Integrating Gene Therapy Into Value-Based Care

Medical advances emerge swiftly, and sometimes surprisingly. The rapid number of new products approved by the Food and Drug Administration (FDA) for the treatment and care of patients with cancer perfectly illuminates this fact. It also suggests why clinical pathways and other methods of value-based care have become so vitally important to ensure that patients receive the right care, at the right time, for the most advantageous value. The 2017 Clinical Pathways Congress addressed this issue in many different ways, and coverage of that event can be found in this issue (page 11) for those who were unable to attend.

On the same topic, the current issue also includes a great interview with Steve Miller, MD, MBA, the chief medical officer of Express Scripts (page 14). Dr Miller recently blogged about the FDA’s approval of Kymriah, a potentially revolutionary treatment option for young adult patients with acute lymphoblastic leukemia (ALL). Studies of Kymriah, a breakthrough gene therapy that is only administered once, showed overall response rates exceeding 80% in this population, which has experienced historically poor survival outcomes. However, the product carries a hefty price tag of $475,000. Dr Miller explains why the traditional payer model may need to be adjusted to bear the weight of such costly but necessary therapies.

The rising trend of gene therapy is further addressed later in this issue by Chadi Nabhan, MD, MBA, FACP, and colleagues from Cardinal Health (page 31). Dr Nabhan and colleagues conducted a study of community oncologists’ perceptions on the acceptability of chimeric antigen receptor T-cell (CAR-T) therapies, long believed to be the next big thing in the oncology world. They found that only a relatively small percentage of community doctors described themselves as unlikely to prescribe CAR-T therapies once they are approved by the FDA, and that cost did not appear to be a hindrance for prescribing patterns. However, nearly half of the doctors queried suggested they would refer their patients to academic medical centers for CAR-T therapy.

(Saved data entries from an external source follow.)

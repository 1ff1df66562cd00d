//! Side-effect hooks.
//!
//! The consensus core returns events from its mutating operations; the node
//! maps them onto these fire-and-forget hooks outside the engine's locks.
//! Hook implementations own their error handling: nothing they do feeds
//! back into consensus state.

use sidepool_sidechain::PoolBlock;

/// Persistence and relay callbacks supplied by the embedding application.
pub trait PoolHooks: Send + Sync {
    /// Persist a block that verified as valid.
    fn store(&self, block: &PoolBlock);

    /// Relay a block to peers.
    fn broadcast(&self, block: &PoolBlock);

    /// The canonical chain tip changed.
    fn update_tip(&self, block: &PoolBlock);

    /// The engine caught up with the network (fires once).
    fn synchronized(&self) {}
}

/// No-op hooks for tests and tools that only need the engine.
#[derive(Clone, Copy, Debug, Default)]
pub struct NullHooks;

impl PoolHooks for NullHooks {
    fn store(&self, _block: &PoolBlock) {}
    fn broadcast(&self, _block: &PoolBlock) {}
    fn update_tip(&self, _block: &PoolBlock) {}
}
//! Primary-chain block header snapshot.

use serde::{Deserialize, Serialize};
use sidepool_types::{ChainId, Difficulty, Timestamp};

/// The consensus-relevant fields of a primary-chain block header.
///
/// Created and updated by the primary-chain collaborator (RPC/ZMQ
/// ingestion); read-only to the sidechain core.
#[derive(Clone, Debug, PartialEq, Eq, Serialize, Deserialize)]
pub struct ChainMain {
    pub height: u64,
    pub id: ChainId,
    pub timestamp: Timestamp,
    pub difficulty: Difficulty,
    /// Base block reward plus fees, in atomic units.
    pub reward: u64,
}
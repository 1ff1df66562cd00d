//! Shared utilities: logging setup and formatting helpers.

pub mod logging;
pub mod time;

pub use logging::init_tracing;
pub use time::format_duration;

Elsewhere in the issue, Gena Cook, BA, explores the potential for clinical pathways in symptom management (page 36). Symptom management during active cancer treatment can sometimes be characterized by extreme variability, and can often lead to costly expenditures, including unnecessary emergency department visits. Ms Cook suggests that a unified pathway approach to symptom management may reduce this variability while maximizing the time of health care professionals through standardization. She considers the successes of The Center for Cancer and Blood Disorders in Texas in implementing successful symptom management clinical pathways.

Medicine changes rapidly, but you can always count on Journal of Clinical Pathways for the latest information on value-based care!